Well the easy question I saw asked a few times : I returned it through Origin's "Great Game Guarantee". I just told them on the little survey that It wasn't fun enough and I got my money back.


There's nothing wrong with the game first off. It's excellent, the gunplay is great and the movement system is extremely novel- like a mix between COD and Mirror's Edge- totally intuitive and fluid.

The gameplay is straightforward, but WORLDS better than COD to me. COD for me was boring unless I was getting a good streak going or playing with lots of friends, but with Titanfall you feel like you're doing pretty good even when you're sucking- there's so many different things to do and ways to play it's great.


But I had played the Beta and REALLY loved it, the two Beta maps were a ton of fun. 


A few things disappointed me about the actual game.

1) They gate certain things behind this "campaign mode". It's an okay idea but... I completed the entire freaking campaign mode (one side anyway) without even knowing what the plot was. There were maybe 2 cutscenes and a bunch of negligible voice acting alongside routine multiplayer matches. I felt sort of jerked around by that. Honestly it felt like a total afterthought that they added in to help justify the pricetag (which i don't think they needed to do- the base game is excellent).

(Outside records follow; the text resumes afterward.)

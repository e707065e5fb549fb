//! 리스너, 엔트리포인트, 동적 구성 적용을 묶는 서버

pub mod entrypoint;
pub mod error;
pub mod handler;
pub mod listener;
pub mod observability;
pub mod reconciler;
pub mod router_factory;
pub mod services;
pub mod switcher;

use std::future::Future;
use std::net::SocketAddr;
use std::sync::Arc;

use tokio::sync::mpsc;
use tracing::{error, info};

pub use error::Error;

use self::handler::RequestHandler;
use self::listener::ServerListener;
use self::observability::{AccessLogRetryListener, MetricsRetryListener};
use self::reconciler::Reconciler;
use self::switcher::RouterSwitcher;
use crate::dynamic::{ConfigMessage, FileProvider, Provider};
use crate::middleware::retry::{RetryListener, RetryListeners};
use crate::proxy::http_client;
use crate::settings::Settings;

pub type Result<T> = std::result::Result<T, Error>;

const CONFIG_CHANNEL_CAPACITY: usize = 16;

pub struct Server {
    listener: ServerListener,
    handler: Arc<RequestHandler>,
    reconciler: Reconciler,
    providers: Vec<Arc<dyn Provider>>,
    config_tx: mpsc::Sender<ConfigMessage>,
    config_rx: mpsc::Receiver<ConfigMessage>,
}

impl Server {
    pub async fn new(settings: &Settings) -> Result<Self> {
        let entry_point = settings.server.entry_point.as_str();
        let switcher = Arc::new(RouterSwitcher::new());
        let entry = entrypoint::assemble(entry_point, switcher.clone(), &settings.observability);

        let mut listeners = RetryListeners::new();
        if settings.observability.access_log {
            listeners = listeners.with(Arc::new(AccessLogRetryListener));
        }
        if settings.observability.metrics {
            listeners = listeners.with(Arc::new(MetricsRetryListener));
        }
        let retry_listener: Arc<dyn RetryListener> = Arc::new(listeners);

        let reconciler = Reconciler::new(entry_point, switcher, http_client(), retry_listener);

        let mut providers: Vec<Arc<dyn Provider>> = Vec::new();
        if let Some(file) = &settings.providers.file {
            providers.push(Arc::new(FileProvider::new(&file.filename, file.watch)));
        }

        let listener = ServerListener::new(&settings.server).await?;
        let (config_tx, config_rx) = mpsc::channel(CONFIG_CHANNEL_CAPACITY);

        Ok(Self {
            listener,
            handler: Arc::new(RequestHandler::new(entry)),
            reconciler,
            providers,
            config_tx,
            config_rx,
        })
    }

    pub fn local_addr(&self) -> Result<SocketAddr> {
        self.listener.local_addr()
    }

    /// 외부에서 구성 갱신을 보낼 수 있는 채널
    pub fn config_sender(&self) -> mpsc::Sender<ConfigMessage> {
        self.config_tx.clone()
    }

    /// 공급자를 시작하고 `shutdown`이 끝날 때까지 요청을 처리합니다.
    pub async fn run<F>(self, shutdown: F) -> Result<()>
    where
        F: Future<Output = ()> + Send,
    {
        let Self {
            listener,
            handler,
            reconciler,
            providers,
            config_tx,
            config_rx,
        } = self;

        let reconciler_task = tokio::spawn(reconciler.run(config_rx));

        for provider in providers {
            let tx = config_tx.clone();
            tokio::spawn(async move {
                info!(provider = %provider.name(), "공급자 시작");
                if let Err(e) = provider.provide(tx).await {
                    error!(provider = %provider.name(), error = %e, "공급자 실행 실패");
                }
            });
        }
        drop(config_tx);

        let result = listener.run(handler, shutdown).await;
        reconciler_task.abort();
        result
    }
}
use std::str::FromStr;

use hyper::StatusCode;

#[derive(Debug, Clone, PartialEq, Eq, thiserror::Error)]
#[error("invalid status code range {block:?}: {reason}")]
pub struct RangeError {
    block: String,
    reason: String,
}

/// `"500-599"` 또는 `"404"` 형태의 상태 코드 범위 목록 (양 끝 포함)
#[derive(Debug, Clone, Default, PartialEq, Eq)]
pub struct HttpCodeRanges(Vec<(u16, u16)>);

impl HttpCodeRanges {
    pub fn parse<S: AsRef<str>>(blocks: &[S]) -> Result<Self, RangeError> {
        blocks
            .iter()
            .map(|block| parse_block(block.as_ref()))
            .collect::<Result<Vec<_>, _>>()
            .map(Self)
    }

    pub fn contains(&self, status: StatusCode) -> bool {
        let code = status.as_u16();
        self.0.iter().any(|&(low, high)| low <= code && code <= high)
    }
}

impl FromStr for HttpCodeRanges {
    type Err = RangeError;

    /// 쉼표로 구분된 범위 목록을 파싱합니다.
    fn from_str(s: &str) -> Result<Self, Self::Err> {
        let blocks: Vec<&str> = s.split(',').collect();
        Self::parse(&blocks)
    }
}

fn parse_block(block: &str) -> Result<(u16, u16), RangeError> {
    let invalid = |reason: &str| RangeError {
        block: block.to_string(),
        reason: reason.to_string(),
    };
    let code = |value: &str| {
        value
            .trim()
            .parse::<u16>()
            .map_err(|e| invalid(&e.to_string()))
    };

    let (low, high) = match block.split_once('-') {
        Some((low, high)) => (code(low)?, code(high)?),
        None => {
            let single = code(block)?;
            (single, single)
        }
    };

    if low > high {
        return Err(invalid("lower bound is greater than upper bound"));
    }
    Ok((low, high))
}
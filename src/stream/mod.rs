//! Stream module
//!
//! The capability contract every synchronizable resource implements.
//!
//! # Overview
//!
//! The stream module provides:
//! - `Stream` - Declared abilities plus the per-slice record reader
//! - `ExplicitState` - The stream-managed state capability
//! - `PrimaryKey` / `CursorField` - Key declarations, validated on load
//! - `StreamData` / `RecordStream` - What a record reader produces

mod base;
mod types;

pub use base::{ExplicitState, Stream};
pub use types::{CursorField, PrimaryKey, RecordStream, StreamData};
//! Slice trace policy

use super::types::Message;
use crate::partition::StreamSlice;

/// Decides whether a trace message is emitted before each slice is read
pub trait SliceLogger: Send + Sync {
    /// Whether slices should be traced
    fn should_log_slice(&self) -> bool;

    /// Build the trace message for a slice
    fn create_slice_message(&self, stream: &str, slice: &StreamSlice) -> Message {
        Message::slice(stream, slice.clone())
    }
}

/// Traces slices when debug logging is enabled
#[derive(Debug, Default, Clone, Copy)]
pub struct DebugSliceLogger;

impl SliceLogger for DebugSliceLogger {
    fn should_log_slice(&self) -> bool {
        tracing::enabled!(tracing::Level::DEBUG)
    }
}

/// Always traces slices
#[derive(Debug, Default, Clone, Copy)]
pub struct AlwaysLogSliceLogger;

impl SliceLogger for AlwaysLogSliceLogger {
    fn should_log_slice(&self) -> bool {
        true
    }
}

/// Never traces slices
#[derive(Debug, Default, Clone, Copy)]
pub struct NeverLogSliceLogger;

impl SliceLogger for NeverLogSliceLogger {
    fn should_log_slice(&self) -> bool {
        false
    }
}
//! Checkpoint reader implementations
//!
//! Each reader tracks what remains to read and which state represents the
//! progress made so far.

use crate::error::Result;
use crate::partition::{SliceStream, StreamSlice};
use crate::state::StreamState;
use futures::StreamExt;

// ============================================================================
// Incremental (cursor-based)
// ============================================================================

/// Cursor-based checkpoint reader
///
/// Wraps the precomputed slice sequence. Slices do not adapt to observed
/// state; the state is only kept for the boundary checkpoint.
pub struct IncrementalCheckpointReader<'a> {
    slices: SliceStream<'a>,
    state: Option<StreamState>,
}

impl<'a> IncrementalCheckpointReader<'a> {
    /// Create a reader over a slice sequence
    pub fn new(slices: SliceStream<'a>) -> Self {
        Self {
            slices,
            state: None,
        }
    }

    /// Next slice, or `None` once the slice sequence is exhausted
    pub async fn next(&mut self) -> Result<Option<StreamSlice>> {
        self.slices.next().await.transpose()
    }

    /// Always true: exhaustion is detected by `next` returning `None`
    pub fn has_next(&self) -> bool {
        true
    }

    /// Record the latest state snapshot
    pub fn observe(&mut self, new_state: StreamState) {
        self.state = Some(new_state);
    }

    /// Latest observed state
    pub fn read_state(&self) -> Option<&StreamState> {
        self.state.as_ref()
    }
}

impl std::fmt::Debug for IncrementalCheckpointReader<'_> {
    fn fmt(&self, f: &mut std::fmt::Formatter<'_>) -> std::fmt::Result {
        f.debug_struct("IncrementalCheckpointReader")
            .field("state", &self.state)
            .finish_non_exhaustive()
    }
}

// ============================================================================
// Resumable Full Refresh (pagination-based)
// ============================================================================

/// Pagination-based checkpoint reader
///
/// The stored pagination state doubles as the slice to read next. The empty
/// mapping, reported by the stream after its last page, is the only terminal
/// state.
#[derive(Debug, Default)]
pub struct ResumableFullRefreshCheckpointReader {
    state: Option<StreamState>,
}

impl ResumableFullRefreshCheckpointReader {
    /// Create a reader with no observed state
    pub fn new() -> Self {
        Self::default()
    }

    /// The current pagination state as a slice; `None` once terminal
    pub fn next(&mut self) -> Option<StreamSlice> {
        self.has_next().then(|| StreamSlice::from(self.state.clone()))
    }

    /// False iff the stored state is the empty mapping
    pub fn has_next(&self) -> bool {
        !matches!(&self.state, Some(state) if state.is_empty())
    }

    /// Overwrite the stored pagination state
    pub fn observe(&mut self, new_state: StreamState) {
        self.state = Some(new_state);
    }

    /// Stored pagination state
    pub fn read_state(&self) -> Option<&StreamState> {
        self.state.as_ref()
    }
}

// ============================================================================
// Checkpoint Reader
// ============================================================================

/// The checkpoint strategy of one sync attempt
///
/// Chosen once when the read starts, from the stream's declared capability.
#[derive(Debug)]
pub enum CheckpointReader<'a> {
    /// Cursor-based incremental checkpointing
    Incremental(IncrementalCheckpointReader<'a>),
    /// Pagination-based resumable full refresh checkpointing
    ResumableFullRefresh(ResumableFullRefreshCheckpointReader),
}

impl<'a> CheckpointReader<'a> {
    /// Create a cursor-based reader over a slice sequence
    pub fn incremental(slices: SliceStream<'a>) -> Self {
        Self::Incremental(IncrementalCheckpointReader::new(slices))
    }

    /// Create a pagination-based reader
    pub fn resumable_full_refresh() -> Self {
        Self::ResumableFullRefresh(ResumableFullRefreshCheckpointReader::new())
    }

    /// Next unit of work, or `None` when nothing remains
    pub async fn next(&mut self) -> Result<Option<StreamSlice>> {
        match self {
            Self::Incremental(reader) => reader.next().await,
            Self::ResumableFullRefresh(reader) => Ok(reader.next()),
        }
    }

    /// Whether another unit of work may remain
    pub fn has_next(&self) -> bool {
        match self {
            Self::Incremental(reader) => reader.has_next(),
            Self::ResumableFullRefresh(reader) => reader.has_next(),
        }
    }

    /// Record the latest known progress state; `None` is ignored
    pub fn observe(&mut self, new_state: Option<StreamState>) {
        let Some(new_state) = new_state else {
            return;
        };
        match self {
            Self::Incremental(reader) => reader.observe(new_state),
            Self::ResumableFullRefresh(reader) => reader.observe(new_state),
        }
    }

    /// Current progress state, `None` until something was observed
    pub fn read_state(&self) -> Option<&StreamState> {
        match self {
            Self::Incremental(reader) => reader.read_state(),
            Self::ResumableFullRefresh(reader) => reader.read_state(),
        }
    }

    /// Whether this is the pagination-based strategy
    pub fn is_resumable_full_refresh(&self) -> bool {
        matches!(self, Self::ResumableFullRefresh(_))
    }
}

2) Maybe I'm just spoiled by COD but the gun variety and customization was just hugely lacking. The same thing goes for overall player and titan customization. It doesn't need to be as extreme as it is in COD but I really think they could have done more.

3) This is probably the biggest thing for me. It's a great game that I only have a few minor gripes with, but I do not enjoy the look of most of the maps. I loved Angel City (Fking incredible map design) and was okay with the other Beta map, but the rest of them... I just disagree with the aesthetic IDK how to describe it. I don't like looking at them xD. It's not like they're badly designed- there's no way in hell that's true- they're excellent. But I just don't like the color schemes very much and since that's pretty much what you'll be looking at most of the time while playing the game it's a fairly big thing.

4) It does get repetitive. The game modes are really standard fair- the thing that makes that okay is that the combat is incredible. Like I jumped off of a wall and kicked someone out of midair... there's all sorts of sick stuff like that. However, the novelty sort of wore off for me. 

5) There are only 3 titans and they're basically the same thing. They're fun but after a few titanfalls I stopped using the titans and just let them auto around. The movement system is WAY cooler than them . In DLC or a sequel I think they NEED to allow more visual customization of the titans and make them play more differently from eachother. I think the titans themselves were definitely somewhat lackluster.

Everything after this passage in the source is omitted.